··· Data for this exercise ···

//! Backtesting engine implementation

use crate::execution::ExecutionSimulator;
use crate::fundamentals::FundamentalsProvider;
use crate::metrics::{metric_names, StrategyMetric};
use crate::types::{Position, SessionData, TargetWeightRequest};
use crate::{Strategy, StrategyContext, StrategyError, StrategyParams, StrategyResult};
use chrono::NaiveDate;
use parking_lot::Mutex;
use serde::{Deserialize, Serialize};
use std::sync::Arc;

/// Backtesting result
#[derive(Debug, Clone, Serialize, Deserialize)]
pub struct BacktestResult {
    /// Strategy name from metadata
    pub strategy: String,

    /// First simulated day
    pub start: NaiveDate,

    /// Last simulated day
    pub end: NaiveDate,

    /// Number of simulated days
    pub trading_days: usize,

    /// Days on which the strategy rebalanced
    pub rebalance_dates: Vec<NaiveDate>,

    /// Every target-weight request, in order
    pub orders: Vec<TargetWeightRequest>,

    /// Highest leverage recorded by the strategy
    pub max_leverage: f64,

    /// Leverage after the last day
    pub final_leverage: f64,

    /// Open positions after the last day, by instrument
    pub final_positions: Vec<Position>,

    /// Recorded series
    pub metrics: Vec<StrategyMetric>,
}

impl BacktestResult {
    /// Values recorded under `name`, in order
    pub fn series(&self, name: &str) -> Vec<(NaiveDate, f64)> {
        self.metrics
            .iter()
            .filter(|m| m.metric_name == name)
            .map(|m| (m.date, m.value))
            .collect()
    }
}

/// Day-by-day replay clock
///
/// Drives one strategy through a chronological list of sessions. Any hook
/// error stops the run and is returned as is.
pub struct BacktestEngine {
    strategy_id: String,
    exec_engine: Arc<Mutex<dyn ExecutionSimulator>>,
    fundamentals: Arc<dyn FundamentalsProvider>,
}

impl BacktestEngine {
    /// Create a new backtest engine
    pub fn new(
        exec_engine: Arc<Mutex<dyn ExecutionSimulator>>,
        fundamentals: Arc<dyn FundamentalsProvider>,
    ) -> Self {
        Self {
            strategy_id: "backtest_strategy".to_string(),
            exec_engine,
            fundamentals,
        }
    }

    /// Identifier given to the strategy context
    pub fn with_strategy_id(mut self, strategy_id: impl Into<String>) -> Self {
        self.strategy_id = strategy_id.into();
        self
    }

    /// Run backtest for a strategy
    ///
    /// # Arguments
    /// * `strategy` - Strategy to backtest
    /// * `sessions` - Trading days, strictly increasing by date
    /// * `params` - Strategy parameters
    pub async fn run_backtest(
        &mut self,
        mut strategy: Box<dyn Strategy>,
        sessions: Vec<SessionData>,
        params: StrategyParams,
    ) -> StrategyResult<BacktestResult> {
        let (start, end) = match (sessions.first(), sessions.last()) {
            (Some(first), Some(last)) => (first.date, last.date),
            _ => {
                return Err(StrategyError::InsufficientData(
                    "No trading sessions provided".to_string(),
                ))
            }
        };

        if let Some(pair) = sessions.windows(2).find(|w| w[1].date <= w[0].date) {
            return Err(StrategyError::BacktestError(format!(
                "sessions out of order: {} follows {}",
                pair[1].date, pair[0].date
            )));
        }

        let metadata = strategy.metadata();
        tracing::info!(
            strategy = %metadata.name,
            %start,
            %end,
            days = sessions.len(),
            "Starting backtest"
        );

        let mut ctx = StrategyContext::new(
            self.strategy_id.clone(),
            self.exec_engine.clone(),
            self.fundamentals.clone(),
            params,
        );

        ctx.set_date(start);
        strategy.initialize(&mut ctx).await?;

        for session in &sessions {
            ctx.set_date(session.date);
            strategy.before_trading_start(session.date, &mut ctx).await?;
            strategy.on_session(session, &mut ctx).await?;
            strategy.handle_data(session, &mut ctx).await?;
        }

        strategy.shutdown(&mut ctx).await?;

        let portfolio = ctx.portfolio();
        let mut final_positions: Vec<Position> = portfolio
            .positions
            .into_values()
            .filter(|p| !p.is_flat())
            .collect();
        final_positions.sort_by(|a, b| a.security.cmp(&b.security));
        let (orders, metrics) = ctx.into_parts();

        let rebalance_dates: Vec<NaiveDate> = metrics
            .iter()
            .filter(|m| m.metric_name == metric_names::REBALANCES)
            .map(|m| m.date)
            .collect();

        let max_leverage = metrics
            .iter()
            .filter(|m| m.metric_name == metric_names::MAX_LEVERAGE)
            .map(|m| m.value)
            .fold(0.0, f64::max);

        tracing::info!(
            rebalances = rebalance_dates.len(),
            orders = orders.len(),
            max_leverage,
            "Backtest complete"
        );

        Ok(BacktestResult {
            strategy: metadata.name,
            start,
            end,
            trading_days: sessions.len(),
            rebalance_dates,
            orders,
            max_leverage,
            final_leverage: portfolio.leverage,
            final_positions,
            metrics,
        })
    }
}

#[cfg(test)]
mod tests {
    use super::*;
    use crate::execution::PaperExecution;
    use crate::fundamentals::StaticFundamentals;
    use crate::types::SecurityId;
    use crate::StrategyMetadata;
    use async_trait::async_trait;

    /// Buys one instrument on the first session and counts hook calls
    #[derive(Default)]
    struct CountingStrategy {
        calls: Arc<Mutex<Vec<String>>>,
    }

    #[async_trait]
    impl Strategy for CountingStrategy {
        async fn initialize(&mut self, _ctx: &mut StrategyContext) -> StrategyResult<()> {
            self.calls.lock().push("initialize".to_string());
            Ok(())
        }

        async fn before_trading_start(
            &mut self,
            date: NaiveDate,
            _ctx: &mut StrategyContext,
        ) -> StrategyResult<()> {
            self.calls.lock().push(format!("pre {}", date));
            Ok(())
        }

        async fn on_session(
            &mut self,
            session: &SessionData,
            ctx: &mut StrategyContext,
        ) -> StrategyResult<()> {
            self.calls.lock().push(format!("session {}", session.date));
            if ctx.order_log().is_empty() {
                let a = SecurityId::from("A");
                ctx.order_target_percent(&a, 0.5, session.price(&a)).await?;
            }
            Ok(())
        }

        async fn handle_data(
            &mut self,
            session: &SessionData,
            _ctx: &mut StrategyContext,
        ) -> StrategyResult<()> {
            self.calls.lock().push(format!("data {}", session.date));
            Ok(())
        }

        async fn shutdown(&mut self, _ctx: &mut StrategyContext) -> StrategyResult<()> {
            self.calls.lock().push("shutdown".to_string());
            Ok(())
        }

        fn metadata(&self) -> StrategyMetadata {
            StrategyMetadata {
                name: "Counting".to_string(),
                version: "1.0.0".to_string(),
                description: "Test".to_string(),
                benchmark: None,
            }
        }
    }

    fn date(y: i32, m: u32, d: u32) -> NaiveDate {
        NaiveDate::from_ymd_opt(y, m, d).unwrap()
    }

    fn engine() -> BacktestEngine {
        BacktestEngine::new(
            Arc::new(Mutex::new(PaperExecution::new())),
            Arc::new(StaticFundamentals::new()),
        )
    }

    #[tokio::test]
    async fn test_hooks_called_in_order() {
        let calls = Arc::new(Mutex::new(Vec::new()));
        let strategy = CountingStrategy {
            calls: calls.clone(),
        };
        let sessions = vec![
            SessionData::new(date(2000, 1, 3)).with_bar("A", 10.0, 100.0),
            SessionData::new(date(2000, 1, 4)).with_bar("A", 11.0, 100.0),
        ];

        let result = engine()
            .run_backtest(Box::new(strategy), sessions, StrategyParams::new())
            .await
            .unwrap();

        assert_eq!(
            *calls.lock(),
            vec![
                "initialize",
                "pre 2000-01-03",
                "session 2000-01-03",
                "data 2000-01-03",
                "pre 2000-01-04",
                "session 2000-01-04",
                "data 2000-01-04",
                "shutdown",
            ]
        );
        assert_eq!(result.trading_days, 2);
        assert_eq!(result.orders.len(), 1);
        assert_eq!(result.final_positions.len(), 1);
        assert_eq!(result.final_leverage, 0.5);
        assert_eq!(result.strategy, "Counting");
    }

    #[tokio::test]
    async fn test_empty_sessions_rejected() {
        let result = engine()
            .run_backtest(Box::new(CountingStrategy::default()), vec![], StrategyParams::new())
            .await;
        assert!(matches!(result, Err(StrategyError::InsufficientData(_))));
    }

    #[tokio::test]
    async fn test_out_of_order_sessions_rejected() {
        let sessions = vec![
            SessionData::new(date(2000, 1, 4)),
            SessionData::new(date(2000, 1, 3)),
        ];
        let result = engine()
            .run_backtest(Box::new(CountingStrategy::default()), sessions, StrategyParams::new())
            .await;
        assert!(matches!(result, Err(StrategyError::BacktestError(_))));
    }
}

···

:: Exercise details ::
Starting at the line above that holds "pub struct BacktestEngine" and ending at the line that holds "mut strategy: Box<dyn", transcribe each line exactly and include no other lines.

:: Result of this exercise ::
pub struct BacktestEngine {
    strategy_id: String,
    exec_engine: Arc<Mutex<dyn ExecutionSimulator>>,
    fundamentals: Arc<dyn FundamentalsProvider>,
}

impl BacktestEngine {
    /// Create a new backtest engine
    pub fn new(
        exec_engine: Arc<Mutex<dyn ExecutionSimulator>>,
        fundamentals: Arc<dyn FundamentalsProvider>,
    ) -> Self {
        Self {
            strategy_id: "backtest_strategy".to_string(),
            exec_engine,
            fundamentals,
        }
    }

    /// Identifier given to the strategy context
    pub fn with_strategy_id(mut self, strategy_id: impl Into<String>) -> Self {
        self.strategy_id = strategy_id.into();
        self
    }

    /// Run backtest for a strategy
    ///
    /// # Arguments
    /// * `strategy` - Strategy to backtest
    /// * `sessions` - Trading days, strictly increasing by date
    /// * `params` - Strategy parameters
    pub async fn run_backtest(
        &mut self,
        mut strategy: Box<dyn Strategy>,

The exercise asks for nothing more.